(Saved entries)
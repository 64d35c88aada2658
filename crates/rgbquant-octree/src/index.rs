//! First-pass index table
//!
//! Maps an RGB triplet straight to its base-level octree slot without
//! walking the tree. Each channel value is spread so that its bits land
//! every third position (blue at bit 0 of each triple, green at bit 1,
//! red at bit 2), then shifted down to keep only the bits the configured
//! depth can resolve. Adding the three entries yields the Morton index.

use crate::options::{MAX_DEPTH, clamp_depth};

/// Spread the 8 bits of `c` to positions 0, 3, 6, ..., 21.
fn spread_bits(c: u8) -> u32 {
    (0..8).fold(0u32, |acc, bit| acc | (((c as u32) >> bit) & 1) << (bit * 3))
}

/// Per-channel lookup tables for the base-level node index
#[derive(Debug, Clone)]
pub struct IndexTable {
    red: [u32; 256],
    green: [u32; 256],
    blue: [u32; 256],
    depth: u32,
}

impl IndexTable {
    /// Build the tables for a tree of `depth` levels.
    ///
    /// The base level is `depth - 1`, so the top `depth - 1` bits of each
    /// channel survive and indices fall in `0..8^(depth - 1)`.
    pub fn new(depth: u32) -> Self {
        let depth = clamp_depth(depth);
        let shift = (MAX_DEPTH - depth) * 3;
        let mut red = [0u32; 256];
        let mut green = [0u32; 256];
        let mut blue = [0u32; 256];
        for c in 0..256usize {
            let spread = spread_bits(c as u8) >> shift;
            blue[c] = spread;
            green[c] = spread << 1;
            red[c] = spread << 2;
        }
        Self {
            red,
            green,
            blue,
            depth,
        }
    }

    /// Depth the table was built for
    pub fn depth(&self) -> u32 {
        self.depth
    }

    /// Base-level node index for an RGB triplet
    #[inline]
    pub fn index(&self, r: u8, g: u8, b: u8) -> usize {
        (self.red[r as usize] + self.green[g as usize] + self.blue[b as usize]) as usize
    }
}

Problem statement = Show all lines above that contain "tables".

Response for this exercise =
/// Per-channel lookup tables for the base-level node index
    /// Build the tables for a tree of `depth` levels.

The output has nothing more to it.